Adapun tasawuf normatif yang dimuat dalam kitab-kitab populer di atas, maka tak akan menimbulkan masalah. Meski saat saya mengaji Ihya pada Habib Zain bin Hasan Baharun sewaktu di Bangil, beliau akan melewati begitu saja penjelasan tasawuf falsafi yang dimuat dalam Ihya. Teknik mengajar seperti ini adalah cara mengajar ulama Yaman dan dianggap jalan tengah yang aman. Toh, muatan falsafi yang ada biasanya berasal dari pengalaman pribadi Imam Al-Ghazali yang sangat privatif.

Baca juga: Dimensi Sufistik dalam Kitab Nahwul Qulub Imam Al-Qusyairi

Sementara ulama Al-Azhar, biasanya, lebih terbuka dalam menjelaskan muatan tasawuf falsafi. Tentu dalam koridor ilmu yang absah bukan penjelasan ngawur ala kaum liberal. Dengan kelengkapan ilmu-ilmu pendukung, semacam mantiq dan balaghah, anasir falsafi dalam Ihya bisa dijelaskan karena setiap yang tertulis pasti bisa dijelaskan meski belum tentu benar karena menyangkut pengalaman seseorang, bukan pengalaman diri.

Siapa Yang Layak

Legalitas mengajarkan tasawuf bersifat dinamis. Imam Al-Junaid baru mau mengajarkan tasawuf setelah didatangi oleh Rasulullah Saw dalam mimpi yang mengatakan takallam ‘ala an-nas “Kamu sudah waktunya berbicara pada orang-orang.” Atas dasar inilah Imam Al-Junaid merasa mantap mengajarkan tasawuf pada masyarat.

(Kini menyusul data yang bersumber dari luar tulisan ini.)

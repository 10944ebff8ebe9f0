//! Horizon: a protocol-neutral request pipeline.
//!
//! Requests arriving over HTTP, WebSocket, RPC or pub/sub topics are
//! normalized, mapped to an intent and dispatched to a registered handler.
//! The result is rendered back in the caller's protocol.

// Core model
pub mod error;
pub mod model;

// Pipeline
pub mod intent;
pub mod protocol;
pub mod registry;
pub mod rendezvous;
pub mod sentinel;
pub mod stage;

// Transports and assembly
pub mod aggregator;
pub mod foyer;

// Cross-cutting concerns
pub mod config;
pub mod lifecycle;
pub mod observability;

// Built-in intents
pub mod demo;
pub mod system;

pub use aggregator::{Aggregator, AggregatorError, AggregatorState};
pub use config::HorizonConfig;
pub use error::{ErrorKind, PipelineError};
pub use rendezvous::Rendezvous;
//! Pub/sub topic binding.

use std::any::Any;
use std::sync::Arc;

use serde_json::{json, Value};

use crate::error::PipelineError;
use crate::intent::TopicResolver;
use crate::model::{ExecutionContext, NormalizedRequest, RawInput, RawOutput, Scheme};
use crate::protocol::{to_bytes, Normalizer, Outcome, OutputBuilder, Protocol};

/// A message published to a topic.
#[derive(Debug, Clone)]
pub struct TopicInput {
    pub topic: String,
    pub publisher: String,
    pub payload: Vec<u8>,
}

impl TopicInput {
    pub fn new(topic: impl Into<String>, publisher: impl Into<String>, payload: impl Into<Vec<u8>>) -> Self {
        Self {
            topic: topic.into(),
            publisher: publisher.into(),
            payload: payload.into(),
        }
    }
}

impl RawInput for TopicInput {
    fn scheme(&self) -> Scheme {
        Scheme::TOPIC
    }

    fn native_reference(&self) -> &dyn Any {
        self
    }

    fn body(&self) -> &[u8] {
        &self.payload
    }

    fn source(&self) -> &str {
        &self.publisher
    }
}

/// Acknowledgement returned to the publisher.
#[derive(Debug, Clone, PartialEq)]
pub struct TopicOutput {
    pub status: u16,
    pub document: Value,
    body: Vec<u8>,
}

impl TopicOutput {
    pub fn new(status: u16, document: Value) -> Self {
        let body = to_bytes(&document);
        Self {
            status,
            document,
            body,
        }
    }

    pub fn internal_error() -> Self {
        Self::new(
            500,
            json!({"ack": false, "error": {"kind": "handler_execution", "message": "Internal server error"}}),
        )
    }
}

impl RawOutput for TopicOutput {
    fn content(&self) -> &[u8] {
        &self.body
    }

    fn status_code(&self) -> u16 {
        self.status
    }
}

#[derive(Debug, Clone, Copy, Default)]
pub struct TopicNormalizer;

impl Normalizer<TopicInput> for TopicNormalizer {
    fn normalize(&self, input: &Arc<TopicInput>) -> Result<NormalizedRequest, PipelineError> {
        let topic = input.topic.trim();
        if topic.is_empty() || topic.trim_matches('/').split('/').any(str::is_empty) {
            return Err(PipelineError::MalformedInput(format!(
                "invalid topic '{}'",
                input.topic
            )));
        }

        let origin: Arc<dyn RawInput> = input.clone();
        Ok(NormalizedRequest::builder(origin)
            .method("PUBLISH")
            .path(topic)
            .body(input.payload.clone())
            .build())
    }
}

#[derive(Debug, Clone, Copy, Default)]
pub struct TopicOutputBuilder;

impl OutputBuilder<TopicOutput> for TopicOutputBuilder {
    fn build(&self, ctx: &ExecutionContext, outcome: Outcome) -> TopicOutput {
        let trace_id = ctx.trace_id().to_string();
        match outcome {
            Outcome::Success(result) => TopicOutput::new(
                200,
                json!({"ack": true, "result": result, "trace_id": trace_id}),
            ),
            Outcome::Failure(err) => TopicOutput::new(
                err.status_code(),
                json!({
                    "ack": false,
                    "error": crate::protocol::ErrorBody::from_error(&err),
                    "trace_id": trace_id,
                }),
            ),
        }
    }
}

pub fn topic_protocol() -> Protocol<TopicInput, TopicOutput> {
    Protocol::new(Scheme::TOPIC, TopicNormalizer, TopicResolver::new(), TopicOutputBuilder)
}

#[cfg(test)]
mod tests {
    use super::*;

    #[test]
    fn test_empty_levels_malformed() {
        for topic in ["", "a//b", "  "] {
            let input = Arc::new(TopicInput::new(topic, "p", Vec::new()));
            assert!(TopicNormalizer.normalize(&input).is_err(), "{topic:?}");
        }
    }

    #[test]
    fn test_normalize_topic() {
        let input = Arc::new(TopicInput::new("orders/created", "billing", b"{}".to_vec()));
        let req = TopicNormalizer.normalize(&input).unwrap();
        assert_eq!(req.path(), "orders/created");
        assert_eq!(req.method(), "PUBLISH");
    }
}
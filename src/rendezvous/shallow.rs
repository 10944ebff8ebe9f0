//! Shallow stage: renders failures that never produced a handler result.
//!
//! Client-side failures (4xx) are logged at debug, server-side ones at warn.

use crate::error::PipelineError;
use crate::model::{ExecutionContext, RawOutput};
use crate::protocol::{Outcome, OutputBuilder};

pub(crate) fn render<O: RawOutput>(
    builder: &dyn OutputBuilder<O>,
    ctx: &ExecutionContext,
    err: PipelineError,
) -> O {
    let status = err.status_code();
    if status >= 500 {
        tracing::warn!(
            trace_id = %ctx.trace_id(),
            kind = %err.kind(),
            status,
            error = %err,
            "Request failed"
        );
    } else {
        tracing::debug!(
            trace_id = %ctx.trace_id(),
            kind = %err.kind(),
            status,
            error = %err,
            "Request rejected"
        );
    }
    builder.build(ctx, Outcome::Failure(err))
}
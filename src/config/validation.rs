//! Configuration validation.
//!
//! # Responsibilities
//! - Semantic validation (serde handles syntactic)
//! - Validate value ranges (pool sizes > 0, core <= max, timeouts > 0)
//! - Validate addresses of enabled foyers
//! - Validate declarative route templates
//!
//! # Design Decisions
//! - Returns all validation errors, not just first
//! - Validation is pure function: HorizonConfig → Result<(), Vec<ValidationError>>
//! - Runs before config is accepted into the system

use std::fmt;
use std::net::SocketAddr;

use crate::config::schema::{HorizonConfig, StageConfig};

/// One semantic problem, tagged with the offending field path.
#[derive(Debug, Clone, PartialEq, Eq)]
pub struct ValidationError {
    pub field: String,
    pub message: String,
}

impl ValidationError {
    fn new(field: impl Into<String>, message: impl Into<String>) -> Self {
        Self {
            field: field.into(),
            message: message.into(),
        }
    }
}

impl fmt::Display for ValidationError {
    fn fmt(&self, f: &mut fmt::Formatter<'_>) -> fmt::Result {
        write!(f, "{}: {}", self.field, self.message)
    }
}

/// Check a parsed config, collecting every problem found.
pub fn validate_config(config: &HorizonConfig) -> Result<(), Vec<ValidationError>> {
    let mut errors = Vec::new();

    let foyers = [
        ("http", config.http.enabled, &config.http.bind_address),
        ("websocket", config.websocket.enabled, &config.websocket.bind_address),
        ("rpc", config.rpc.enabled, &config.rpc.bind_address),
    ];
    for (name, enabled, address) in foyers {
        if enabled {
            check_address(&mut errors, &format!("{name}.bind_address"), address);
        }
    }

    if config.websocket.enabled && !config.websocket.path.starts_with('/') {
        errors.push(ValidationError::new("websocket.path", "must start with '/'"));
    }

    if config.timeouts.request_secs == 0 {
        errors.push(ValidationError::new("timeouts.request_secs", "must be greater than 0"));
    }
    if config.timeouts.idle_secs == 0 {
        errors.push(ValidationError::new("timeouts.idle_secs", "must be greater than 0"));
    }
    if config.timeouts.write_secs == 0 {
        errors.push(ValidationError::new("timeouts.write_secs", "must be greater than 0"));
    }

    check_stage(&mut errors, "stages.rendezvous", &config.stages.rendezvous);
    check_stage(&mut errors, "stages.conductor", &config.stages.conductor);
    check_stage(&mut errors, "stages.central", &config.stages.central);

    if config.stages.handler_deadline_ms == Some(0) {
        errors.push(ValidationError::new(
            "stages.handler_deadline_ms",
            "must be greater than 0 when set",
        ));
    }

    if config.observability.metrics_enabled {
        check_address(
            &mut errors,
            "observability.metrics_address",
            &config.observability.metrics_address,
        );
    }

    for (i, route) in config.routes.iter().enumerate() {
        if !route.path.starts_with('/') {
            errors.push(ValidationError::new(
                format!("routes[{i}].path"),
                format!("'{}' must start with '/'", route.path),
            ));
        }
        if route.intent.trim().is_empty() {
            errors.push(ValidationError::new(format!("routes[{i}].intent"), "must not be empty"));
        }
        if route.method.trim().is_empty() {
            errors.push(ValidationError::new(format!("routes[{i}].method"), "must not be empty"));
        }
    }

    if errors.is_empty() {
        Ok(())
    } else {
        Err(errors)
    }
}

fn check_address(errors: &mut Vec<ValidationError>, field: &str, address: &str) {
    if address.parse::<SocketAddr>().is_err() {
        errors.push(ValidationError::new(
            field,
            format!("'{address}' is not a valid socket address"),
        ));
    }
}

fn check_stage(errors: &mut Vec<ValidationError>, field: &str, stage: &StageConfig) {
    if stage.max_threads == 0 {
        errors.push(ValidationError::new(
            format!("{field}.max_threads"),
            "must be greater than 0",
        ));
    }
    if stage.core_threads > stage.max_threads {
        errors.push(ValidationError::new(
            format!("{field}.core_threads"),
            format!(
                "{} exceeds max_threads ({})",
                stage.core_threads, stage.max_threads
            ),
        ));
    }
    if stage.queue_capacity == 0 {
        errors.push(ValidationError::new(
            format!("{field}.queue_capacity"),
            "must be greater than 0",
        ));
    }
}
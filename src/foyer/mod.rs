//! Foyers: transport endpoints that feed a rendezvous.
//!
//! # Data Flow
//! ```text
//! socket / channel
//!     → decode into RawInput           (foyer)
//!     → tokio::spawn(encounter(input)) (rendezvous)
//!     → write RawOutput back           (foyer)
//!
//! http.rs       axum fallback handler, request timeout layer
//! rpc.rs        axum POST /{service}/{method}, request timeout layer
//! websocket.rs  axum upgrade, per-session idle + per-frame write timeouts
//! topic.rs      in-process publish channel, reply timeout
//! ```
//!
//! # Design Decisions
//! - `open` is synchronous: binding errors surface before `start()` returns
//! - A panicked pipeline task is answered with the protocol's generic 500
//! - Timeouts here bound the transport only, never the handler

pub mod http;
pub mod listener;
pub mod rpc;
pub mod session;
pub mod topic;
pub mod websocket;

use std::net::SocketAddr;
use std::sync::Arc;
use std::time::Duration;

use futures_util::future::BoxFuture;

use crate::model::{RawInput, RawOutput, Scheme};
use crate::rendezvous::Rendezvous;

pub use http::HttpFoyer;
pub use rpc::RpcFoyer;
pub use session::{SessionGuard, SessionId, SessionTracker};
pub use topic::{TopicFoyer, TopicPublisher};
pub use websocket::WebSocketFoyer;

/// Error type for foyer operations.
#[derive(Debug, thiserror::Error)]
pub enum FoyerError {
    #[error("invalid bind address '{address}': {reason}")]
    InvalidAddress { address: String, reason: String },

    #[error("failed to bind {address}: {source}")]
    Bind {
        address: String,
        #[source]
        source: std::io::Error,
    },

    #[error("foyer is already open")]
    AlreadyOpen,

    #[error("foyer is closed")]
    Closed,

    #[error("no reply within {0:?}")]
    ReplyTimeout(Duration),

    #[error("serve task failed: {0}")]
    Serve(String),
}

/// A transport endpoint bound to one protocol.
pub trait Foyer: Send + 'static {
    type Input: RawInput;
    type Output: RawOutput;

    fn scheme(&self) -> Scheme;

    /// Bind and start serving. Must be called inside a tokio runtime.
    fn open(
        &mut self,
        rendezvous: Arc<Rendezvous<Self::Input, Self::Output>>,
    ) -> Result<(), FoyerError>;

    /// Stop accepting and wait for in-flight transport work to finish.
    fn close(&mut self) -> BoxFuture<'_, Result<(), FoyerError>>;

    fn is_open(&self) -> bool;

    /// Bound address, once open. `None` for in-process transports.
    fn local_addr(&self) -> Option<SocketAddr>;
}
//! Bounded worker pool with caller-runs saturation policy.
//!
//! # Responsibilities
//! - Run submitted closures on named worker threads
//! - Bound pending work with a fixed-capacity queue
//! - Grow from `core_threads` up to `max_threads` only once the queue is full
//! - Run the work on the submitting thread when the pool is saturated
//! - Drain queued work on shutdown without cancelling anything
//!
//! # Design Decisions
//! - Workers each wait on a shared MPMC receiver with `keep_alive`, so
//!   extra workers can retire while idle
//! - The pool never holds queued work with zero live workers, even when
//!   `core_threads` is 0
//! - Each job runs under `catch_unwind`; a panic never kills a worker
//! - Saturation never drops work: latency spikes instead of losses

use std::panic::{self, AssertUnwindSafe};
use std::sync::atomic::{AtomicU64, AtomicUsize, Ordering};
use std::sync::{Arc, Mutex, PoisonError};
use std::thread::{self, JoinHandle};
use std::time::Duration;

use crossbeam::channel::{self, Receiver, RecvTimeoutError, Sender, TryRecvError, TrySendError};
use serde::Serialize;
use tokio::sync::oneshot;

use crate::config::StageConfig;
use crate::stage::{ExecutorError, StageTask};

type Job = Box<dyn FnOnce() + Send + 'static>;

/// Point-in-time counters for one pool.
#[derive(Debug, Clone, Default, Serialize, PartialEq, Eq)]
pub struct StageStats {
    pub name: String,
    pub submitted: u64,
    pub completed: u64,
    pub caller_runs: u64,
    pub workers: usize,
}

struct Shared {
    name: String,
    receiver: Receiver<Job>,
    workers: AtomicUsize,
    completed: AtomicU64,
}

/// A named, bounded pool backing one pipeline stage.
pub struct StageExecutor {
    shared: Arc<Shared>,
    sender: Mutex<Option<Sender<Job>>>,
    handles: Mutex<Vec<JoinHandle<()>>>,
    core_threads: usize,
    max_threads: usize,
    keep_alive: Duration,
    submitted: AtomicU64,
    caller_runs: AtomicU64,
    spawned: AtomicUsize,
}

impl StageExecutor {
    /// Create a pool and spawn its core workers.
    pub fn new(name: impl Into<String>, config: &StageConfig) -> Result<Self, ExecutorError> {
        let name = name.into();
        let max_threads = config.max_threads.max(1);
        let core_threads = config.core_threads.min(max_threads);
        let (tx, rx) = channel::bounded(config.queue_capacity.max(1));

        let executor = Self {
            shared: Arc::new(Shared {
                name,
                receiver: rx,
                workers: AtomicUsize::new(0),
                completed: AtomicU64::new(0),
            }),
            sender: Mutex::new(Some(tx)),
            handles: Mutex::new(Vec::with_capacity(max_threads)),
            core_threads,
            max_threads,
            keep_alive: Duration::from_millis(config.keep_alive_ms.max(1)),
            submitted: AtomicU64::new(0),
            caller_runs: AtomicU64::new(0),
            spawned: AtomicUsize::new(0),
        };

        for _ in 0..core_threads {
            executor.shared.workers.fetch_add(1, Ordering::SeqCst);
            executor.spawn_worker(None, true)?;
        }

        tracing::debug!(
            stage = %executor.shared.name,
            core_threads,
            max_threads,
            queue_capacity = config.queue_capacity,
            "Stage executor started"
        );

        Ok(executor)
    }

    pub fn name(&self) -> &str {
        &self.shared.name
    }

    /// Submit work; the returned task resolves with the closure's value.
    ///
    /// When the queue is full and no more workers may be added, `f` runs on
    /// the calling thread before this method returns.
    pub fn submit<F, T>(&self, f: F) -> Result<StageTask<T>, ExecutorError>
    where
        F: FnOnce() -> T + Send + 'static,
        T: Send + 'static,
    {
        let (tx, rx) = oneshot::channel();
        let job: Job = Box::new(move || {
            // Receiver may be gone if the caller stopped waiting.
            let _ = tx.send(f());
        });

        self.execute(job)?;
        Ok(StageTask::new(rx))
    }

    /// Fire-and-forget variant of [`submit`](Self::submit).
    pub fn spawn<F>(&self, f: F) -> Result<(), ExecutorError>
    where
        F: FnOnce() + Send + 'static,
    {
        self.execute(Box::new(f))
    }

    fn execute(&self, job: Job) -> Result<(), ExecutorError> {
        let sender = self
            .sender
            .lock()
            .unwrap_or_else(PoisonError::into_inner)
            .clone()
            .ok_or(ExecutorError::Shutdown)?;

        self.submitted.fetch_add(1, Ordering::Relaxed);

        match sender.try_send(job) {
            Ok(()) => {
                // Zero core workers, or every extra worker just retired.
                if self.shared.workers.load(Ordering::SeqCst) == 0 && self.reserve_worker() {
                    self.spawn_worker(None, false)?;
                }
                Ok(())
            }
            Err(TrySendError::Full(job)) => {
                if self.reserve_worker() {
                    return self.spawn_worker(Some(job), false);
                }
                self.caller_runs.fetch_add(1, Ordering::Relaxed);
                metrics::counter!("horizon_stage_caller_runs_total", "stage" => self.shared.name.clone())
                    .increment(1);
                tracing::debug!(stage = %self.shared.name, "Stage saturated, running on caller");
                run_job(&self.shared, job);
                Ok(())
            }
            Err(TrySendError::Disconnected(_)) => {
                self.submitted.fetch_sub(1, Ordering::Relaxed);
                Err(ExecutorError::Shutdown)
            }
        }
    }

    /// Claim a worker slot if the pool is below `max_threads`.
    fn reserve_worker(&self) -> bool {
        self.shared
            .workers
            .fetch_update(Ordering::SeqCst, Ordering::SeqCst, |n| {
                (n < self.max_threads).then_some(n + 1)
            })
            .is_ok()
    }

    /// Spawn a worker into an already reserved slot.
    fn spawn_worker(&self, first: Option<Job>, core: bool) -> Result<(), ExecutorError> {
        let index = self.spawned.fetch_add(1, Ordering::Relaxed);
        let shared = Arc::clone(&self.shared);
        let keep_alive = self.keep_alive;

        let handle = thread::Builder::new()
            .name(format!("horizon-{}-{}", self.shared.name, index))
            .spawn(move || worker_loop(shared, first, core, keep_alive))
            .map_err(|e| {
                self.shared.workers.fetch_sub(1, Ordering::SeqCst);
                ExecutorError::Spawn(e.to_string())
            })?;

        let mut handles = self.handles.lock().unwrap_or_else(PoisonError::into_inner);
        handles.retain(|h| !h.is_finished());
        handles.push(handle);
        Ok(())
    }

    /// Stop accepting work. Queued work still drains.
    pub fn shutdown(&self) {
        if self
            .sender
            .lock()
            .unwrap_or_else(PoisonError::into_inner)
            .take()
            .is_some()
        {
            tracing::debug!(stage = %self.shared.name, "Stage executor shutting down");
        }
    }

    pub fn is_shutdown(&self) -> bool {
        self.sender
            .lock()
            .unwrap_or_else(PoisonError::into_inner)
            .is_none()
    }

    /// Stop accepting work and block until every worker has drained and exited.
    pub fn shutdown_and_join(&self) {
        self.shutdown();
        let handles: Vec<_> = self
            .handles
            .lock()
            .unwrap_or_else(PoisonError::into_inner)
            .drain(..)
            .collect();
        for handle in handles {
            if handle.join().is_err() {
                tracing::warn!(stage = %self.shared.name, "Worker exited abnormally");
            }
        }
        tracing::debug!(stage = %self.shared.name, "Stage executor drained");
    }

    pub fn stats(&self) -> StageStats {
        StageStats {
            name: self.shared.name.clone(),
            submitted: self.submitted.load(Ordering::Relaxed),
            completed: self.shared.completed.load(Ordering::Relaxed),
            caller_runs: self.caller_runs.load(Ordering::Relaxed),
            workers: self.shared.workers.load(Ordering::SeqCst),
        }
    }

    pub fn core_threads(&self) -> usize {
        self.core_threads
    }
}

impl Drop for StageExecutor {
    fn drop(&mut self) {
        self.shutdown();
    }
}

impl std::fmt::Debug for StageExecutor {
    fn fmt(&self, f: &mut std::fmt::Formatter<'_>) -> std::fmt::Result {
        f.debug_struct("StageExecutor")
            .field("name", &self.shared.name)
            .field("core_threads", &self.core_threads)
            .field("max_threads", &self.max_threads)
            .finish()
    }
}

fn worker_loop(shared: Arc<Shared>, first: Option<Job>, core: bool, keep_alive: Duration) {
    if let Some(job) = first {
        run_job(&shared, job);
    }

    loop {
        match shared.receiver.recv_timeout(keep_alive) {
            Ok(job) => run_job(&shared, job),
            Err(RecvTimeoutError::Timeout) if core => continue,
            Err(RecvTimeoutError::Timeout) => {
                shared.workers.fetch_sub(1, Ordering::SeqCst);
                // A submitter may have seen this worker as live just before it left.
                match shared.receiver.try_recv() {
                    Ok(job) => {
                        shared.workers.fetch_add(1, Ordering::SeqCst);
                        run_job(&shared, job);
                    }
                    Err(TryRecvError::Empty) | Err(TryRecvError::Disconnected) => return,
                }
            }
            // Drained after shutdown.
            Err(RecvTimeoutError::Disconnected) => break,
        }
    }

    shared.workers.fetch_sub(1, Ordering::SeqCst);
}

fn run_job(shared: &Shared, job: Job) {
    if panic::catch_unwind(AssertUnwindSafe(job)).is_err() {
        tracing::error!(stage = %shared.name, "Stage job panicked");
    }
    shared.completed.fetch_add(1, Ordering::Relaxed);
}

#[cfg(test)]
mod tests {
    use super::*;
    use std::sync::Barrier;

    fn config(core: usize, max: usize, queue: usize) -> StageConfig {
        StageConfig {
            core_threads: core,
            max_threads: max,
            queue_capacity: queue,
            keep_alive_ms: 50,
        }
    }

    #[tokio::test]
    async fn test_submit_returns_value() {
        let executor = StageExecutor::new("test", &config(2, 2, 8)).unwrap();
        let task = executor.submit(|| 21 * 2).unwrap();
        assert_eq!(task.await.unwrap(), 42);
        executor.shutdown_and_join();
    }

    #[test]
    fn test_runs_on_worker_thread() {
        let executor = StageExecutor::new("named", &config(1, 1, 4)).unwrap();
        let mut task = executor
            .submit(|| thread::current().name().map(str::to_string))
            .unwrap();
        executor.shutdown_and_join();
        let name = task.try_take().unwrap().unwrap().unwrap();
        assert!(name.starts_with("horizon-named-"));
    }

    #[test]
    fn test_caller_runs_when_saturated() {
        let executor = StageExecutor::new("sat", &config(1, 1, 1)).unwrap();
        let gate = Arc::new(Barrier::new(2));

        // Occupy the only worker.
        let g = gate.clone();
        executor.spawn(move || {
            g.wait();
        })
        .unwrap();
        // Give the worker time to pick the job up, then fill the queue.
        thread::sleep(Duration::from_millis(50));
        executor.spawn(|| {}).unwrap();

        // Queue full, pool at max: must run right here.
        let caller = thread::current().id();
        let mut task = executor.submit(move || thread::current().id() == caller).unwrap();
        assert!(task.try_take().unwrap().unwrap());
        assert_eq!(executor.stats().caller_runs, 1);

        gate.wait();
        executor.shutdown_and_join();
        assert_eq!(executor.stats().completed, 3);
    }

    #[test]
    fn test_grows_to_max_before_caller_runs() {
        let executor = StageExecutor::new("grow", &config(1, 2, 1)).unwrap();
        let gate = Arc::new(Barrier::new(3));

        let g = gate.clone();
        executor.spawn(move || {
            g.wait();
        })
        .unwrap();
        thread::sleep(Duration::from_millis(50));
        executor.spawn(|| {}).unwrap();

        // Queue full, one worker left to add.
        let g = gate.clone();
        executor.spawn(move || {
            g.wait();
        })
        .unwrap();

        assert_eq!(executor.stats().workers, 2);
        assert_eq!(executor.stats().caller_runs, 0);

        gate.wait();
        executor.shutdown_and_join();
    }

    #[test]
    fn test_shutdown_rejects_and_drains() {
        let executor = StageExecutor::new("drain", &config(1, 1, 16)).unwrap();
        let counter = Arc::new(AtomicUsize::new(0));
        for _ in 0..10 {
            let c = counter.clone();
            executor
                .spawn(move || {
                    thread::sleep(Duration::from_millis(2));
                    c.fetch_add(1, Ordering::SeqCst);
                })
                .unwrap();
        }

        executor.shutdown_and_join();
        assert_eq!(counter.load(Ordering::SeqCst), 10);
        assert!(matches!(executor.submit(|| ()), Err(ExecutorError::Shutdown)));
    }

    #[tokio::test]
    async fn test_panic_abandons_task_but_keeps_worker() {
        let executor = StageExecutor::new("panic", &config(1, 1, 4)).unwrap();
        let task = executor.submit(|| -> u8 { panic!("boom") }).unwrap();
        assert!(matches!(task.await, Err(ExecutorError::Abandoned)));

        let task = executor.submit(|| 7).unwrap();
        assert_eq!(task.await.unwrap(), 7);
        executor.shutdown_and_join();
    }

    #[tokio::test]
    async fn test_zero_core_pool_still_runs_work() {
        let executor = StageExecutor::new("zero", &config(0, 4, 16)).unwrap();
        assert_eq!(executor.stats().workers, 0);

        let task = executor.submit(|| 7).unwrap();
        let value = tokio::time::timeout(Duration::from_secs(2), task)
            .await
            .expect("queued work never ran")
            .unwrap();
        assert_eq!(value, 7);

        // The extra worker retires, and later work still runs.
        tokio::time::sleep(Duration::from_millis(300)).await;
        assert_eq!(executor.stats().workers, 0);
        let task = executor.submit(|| 8).unwrap();
        let value = tokio::time::timeout(Duration::from_secs(2), task)
            .await
            .expect("work after retirement never ran")
            .unwrap();
        assert_eq!(value, 8);
        executor.shutdown_and_join();
    }

    #[test]
    fn test_extra_worker_retires_while_core_worker_waits() {
        let executor = StageExecutor::new("retire", &config(1, 2, 1)).unwrap();
        let gate = Arc::new(Barrier::new(3));

        let g = gate.clone();
        executor.spawn(move || {
            g.wait();
        })
        .unwrap();
        thread::sleep(Duration::from_millis(50));
        executor.spawn(|| {}).unwrap();
        let g = gate.clone();
        executor.spawn(move || {
            g.wait();
        })
        .unwrap();
        assert_eq!(executor.stats().workers, 2);

        gate.wait();
        // keep_alive is 50ms; the core worker keeps polling the whole time.
        thread::sleep(Duration::from_millis(400));
        assert_eq!(executor.stats().workers, 1);
        executor.shutdown_and_join();
    }
}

Perjumpaan batin dengan Rasulullah merupakan otoritas tertinggi dalam tasawuf. Setelah Al-Junaid masih banyak ulama yang mendapat mandat dan perintah langsung dari Rasul. Tapi tak sedikit yang menjadikan perintah guru tarekat (mursyid) atau kyainya serupa dengan ijazah. Tentu pengaruh dan fungsinya tidak sama. Majlis Imam Al-Junaid dihadiri puluhan ribu peserta; berhasil membuat ribuan orang tobat atau masuk Islam.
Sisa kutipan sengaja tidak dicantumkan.